**EXERCISE**
Pull every line with the word "TokenParams" out of the entries below.

────────

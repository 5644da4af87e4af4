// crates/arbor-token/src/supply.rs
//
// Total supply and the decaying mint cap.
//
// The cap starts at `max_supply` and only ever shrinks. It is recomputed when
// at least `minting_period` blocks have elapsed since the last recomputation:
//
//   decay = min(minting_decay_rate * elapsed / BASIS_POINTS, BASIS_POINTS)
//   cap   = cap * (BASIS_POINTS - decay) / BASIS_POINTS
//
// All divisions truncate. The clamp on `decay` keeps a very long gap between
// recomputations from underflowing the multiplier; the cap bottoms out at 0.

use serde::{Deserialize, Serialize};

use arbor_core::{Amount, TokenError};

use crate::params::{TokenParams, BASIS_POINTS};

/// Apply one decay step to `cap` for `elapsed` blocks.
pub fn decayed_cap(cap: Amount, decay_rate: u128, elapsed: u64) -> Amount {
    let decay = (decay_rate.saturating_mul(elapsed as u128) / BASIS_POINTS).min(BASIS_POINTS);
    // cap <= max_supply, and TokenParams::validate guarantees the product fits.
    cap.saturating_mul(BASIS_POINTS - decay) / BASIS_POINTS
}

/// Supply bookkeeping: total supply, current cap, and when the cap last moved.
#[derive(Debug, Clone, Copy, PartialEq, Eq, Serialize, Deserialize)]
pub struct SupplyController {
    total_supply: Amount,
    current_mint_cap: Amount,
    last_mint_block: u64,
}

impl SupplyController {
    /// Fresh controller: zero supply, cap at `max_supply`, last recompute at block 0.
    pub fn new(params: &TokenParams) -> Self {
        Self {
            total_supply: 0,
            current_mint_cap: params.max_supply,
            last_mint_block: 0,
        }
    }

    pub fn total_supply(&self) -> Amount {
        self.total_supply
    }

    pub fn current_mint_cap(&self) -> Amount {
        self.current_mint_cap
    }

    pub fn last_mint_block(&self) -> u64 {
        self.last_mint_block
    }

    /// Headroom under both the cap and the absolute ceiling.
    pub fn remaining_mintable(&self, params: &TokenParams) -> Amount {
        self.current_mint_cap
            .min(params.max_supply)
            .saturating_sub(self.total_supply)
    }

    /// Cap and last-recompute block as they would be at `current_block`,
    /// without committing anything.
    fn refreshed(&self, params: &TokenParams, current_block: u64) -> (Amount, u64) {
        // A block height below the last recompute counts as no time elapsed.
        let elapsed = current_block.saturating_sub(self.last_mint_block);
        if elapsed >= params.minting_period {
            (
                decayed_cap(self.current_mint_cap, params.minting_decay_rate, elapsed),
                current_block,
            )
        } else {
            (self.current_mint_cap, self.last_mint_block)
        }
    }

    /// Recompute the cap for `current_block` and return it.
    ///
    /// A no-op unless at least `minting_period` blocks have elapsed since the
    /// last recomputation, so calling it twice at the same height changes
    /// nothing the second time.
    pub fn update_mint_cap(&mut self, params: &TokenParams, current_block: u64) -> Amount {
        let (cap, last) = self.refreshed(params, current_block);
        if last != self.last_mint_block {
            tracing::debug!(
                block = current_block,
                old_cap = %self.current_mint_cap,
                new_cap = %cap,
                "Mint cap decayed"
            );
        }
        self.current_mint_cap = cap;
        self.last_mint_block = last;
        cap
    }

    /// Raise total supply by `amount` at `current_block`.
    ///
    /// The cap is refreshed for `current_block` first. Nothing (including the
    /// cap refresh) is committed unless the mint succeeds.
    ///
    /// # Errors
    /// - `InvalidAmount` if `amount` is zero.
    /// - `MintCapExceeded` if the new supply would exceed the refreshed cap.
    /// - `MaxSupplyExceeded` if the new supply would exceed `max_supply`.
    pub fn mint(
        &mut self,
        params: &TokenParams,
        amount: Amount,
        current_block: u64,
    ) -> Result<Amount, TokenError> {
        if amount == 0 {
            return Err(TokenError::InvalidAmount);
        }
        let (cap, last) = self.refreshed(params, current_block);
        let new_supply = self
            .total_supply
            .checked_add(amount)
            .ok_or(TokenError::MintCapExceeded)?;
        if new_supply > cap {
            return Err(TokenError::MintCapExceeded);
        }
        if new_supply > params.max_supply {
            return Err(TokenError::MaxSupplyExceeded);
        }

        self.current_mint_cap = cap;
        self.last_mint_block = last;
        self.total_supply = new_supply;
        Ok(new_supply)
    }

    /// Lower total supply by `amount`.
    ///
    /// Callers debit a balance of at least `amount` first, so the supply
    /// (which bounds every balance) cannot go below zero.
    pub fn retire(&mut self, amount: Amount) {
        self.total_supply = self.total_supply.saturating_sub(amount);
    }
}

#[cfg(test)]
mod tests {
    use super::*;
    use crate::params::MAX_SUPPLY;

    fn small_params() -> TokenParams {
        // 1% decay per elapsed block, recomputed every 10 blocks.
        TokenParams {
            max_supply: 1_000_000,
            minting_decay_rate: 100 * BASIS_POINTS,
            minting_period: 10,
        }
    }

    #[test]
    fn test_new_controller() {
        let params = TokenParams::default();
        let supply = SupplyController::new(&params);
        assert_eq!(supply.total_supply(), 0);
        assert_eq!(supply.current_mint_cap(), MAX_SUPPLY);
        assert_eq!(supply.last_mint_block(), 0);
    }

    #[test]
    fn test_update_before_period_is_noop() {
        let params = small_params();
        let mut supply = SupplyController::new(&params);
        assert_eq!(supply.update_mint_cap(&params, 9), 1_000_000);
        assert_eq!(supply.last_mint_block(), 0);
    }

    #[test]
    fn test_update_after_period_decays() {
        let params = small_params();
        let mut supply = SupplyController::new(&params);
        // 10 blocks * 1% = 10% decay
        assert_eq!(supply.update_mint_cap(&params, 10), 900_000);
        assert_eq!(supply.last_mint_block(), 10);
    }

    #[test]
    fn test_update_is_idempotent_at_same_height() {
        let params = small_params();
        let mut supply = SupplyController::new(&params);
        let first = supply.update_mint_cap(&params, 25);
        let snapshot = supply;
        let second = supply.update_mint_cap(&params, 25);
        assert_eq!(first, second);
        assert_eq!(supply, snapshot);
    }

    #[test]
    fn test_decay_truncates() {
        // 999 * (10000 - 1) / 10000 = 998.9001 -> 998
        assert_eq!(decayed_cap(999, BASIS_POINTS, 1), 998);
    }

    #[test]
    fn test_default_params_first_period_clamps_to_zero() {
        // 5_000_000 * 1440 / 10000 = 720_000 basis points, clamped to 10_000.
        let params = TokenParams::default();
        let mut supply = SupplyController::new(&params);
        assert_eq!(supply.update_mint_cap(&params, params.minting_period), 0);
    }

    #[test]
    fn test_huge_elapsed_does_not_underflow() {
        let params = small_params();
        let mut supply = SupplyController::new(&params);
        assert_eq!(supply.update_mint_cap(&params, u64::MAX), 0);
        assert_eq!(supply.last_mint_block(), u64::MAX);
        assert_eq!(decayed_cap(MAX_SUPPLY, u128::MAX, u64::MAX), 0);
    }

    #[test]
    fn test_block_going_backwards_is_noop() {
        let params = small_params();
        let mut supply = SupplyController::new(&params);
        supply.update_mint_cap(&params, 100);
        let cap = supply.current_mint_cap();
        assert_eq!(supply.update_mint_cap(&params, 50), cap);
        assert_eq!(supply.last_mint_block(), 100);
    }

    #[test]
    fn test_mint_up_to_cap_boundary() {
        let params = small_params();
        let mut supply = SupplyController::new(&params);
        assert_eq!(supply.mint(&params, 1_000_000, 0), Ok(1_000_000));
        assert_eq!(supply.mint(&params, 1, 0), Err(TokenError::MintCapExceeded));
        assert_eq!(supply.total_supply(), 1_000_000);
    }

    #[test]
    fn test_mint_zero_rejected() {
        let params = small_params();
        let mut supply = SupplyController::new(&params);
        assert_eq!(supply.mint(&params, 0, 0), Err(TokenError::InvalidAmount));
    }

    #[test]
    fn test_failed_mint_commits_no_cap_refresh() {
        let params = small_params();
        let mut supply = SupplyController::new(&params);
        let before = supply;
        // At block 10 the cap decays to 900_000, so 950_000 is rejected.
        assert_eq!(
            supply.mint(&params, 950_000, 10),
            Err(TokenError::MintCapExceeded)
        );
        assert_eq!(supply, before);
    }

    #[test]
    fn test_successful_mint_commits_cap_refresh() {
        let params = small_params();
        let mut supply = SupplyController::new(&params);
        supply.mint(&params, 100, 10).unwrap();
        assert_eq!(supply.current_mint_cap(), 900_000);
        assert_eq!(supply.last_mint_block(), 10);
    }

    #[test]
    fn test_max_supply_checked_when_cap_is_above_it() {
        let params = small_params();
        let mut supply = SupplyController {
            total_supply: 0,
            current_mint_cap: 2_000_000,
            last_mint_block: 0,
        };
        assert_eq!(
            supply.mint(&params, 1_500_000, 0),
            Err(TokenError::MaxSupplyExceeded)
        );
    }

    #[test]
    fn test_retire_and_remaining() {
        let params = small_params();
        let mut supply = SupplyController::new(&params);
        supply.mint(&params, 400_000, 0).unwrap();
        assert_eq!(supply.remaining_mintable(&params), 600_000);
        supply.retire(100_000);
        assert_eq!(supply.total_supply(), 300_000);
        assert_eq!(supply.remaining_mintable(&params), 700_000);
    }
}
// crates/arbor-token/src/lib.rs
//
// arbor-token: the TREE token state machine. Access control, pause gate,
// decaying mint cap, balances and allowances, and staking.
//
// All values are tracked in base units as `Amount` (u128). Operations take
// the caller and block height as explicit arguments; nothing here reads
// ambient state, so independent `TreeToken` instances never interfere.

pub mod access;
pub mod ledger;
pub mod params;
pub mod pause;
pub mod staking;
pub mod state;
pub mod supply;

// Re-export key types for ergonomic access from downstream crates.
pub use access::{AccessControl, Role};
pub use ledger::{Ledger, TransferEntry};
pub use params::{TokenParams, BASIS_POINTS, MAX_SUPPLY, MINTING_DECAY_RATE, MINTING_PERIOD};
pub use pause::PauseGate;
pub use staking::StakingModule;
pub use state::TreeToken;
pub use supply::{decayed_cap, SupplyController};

────────

**RESPONSE AREA**
use crate::params::{TokenParams, BASIS_POINTS};
    // cap <= max_supply, and TokenParams::validate guarantees the product fits.
    pub fn new(params: &TokenParams) -> Self {
    pub fn remaining_mintable(&self, params: &TokenParams) -> Amount {
    fn refreshed(&self, params: &TokenParams, current_block: u64) -> (Amount, u64) {
    pub fn update_mint_cap(&mut self, params: &TokenParams, current_block: u64) -> Amount {
        params: &TokenParams,
    fn small_params() -> TokenParams {
        TokenParams {
        let params = TokenParams::default();
        let params = TokenParams::default();
pub use params::{TokenParams, BASIS_POINTS, MAX_SUPPLY, MINTING_DECAY_RATE, MINTING_PERIOD};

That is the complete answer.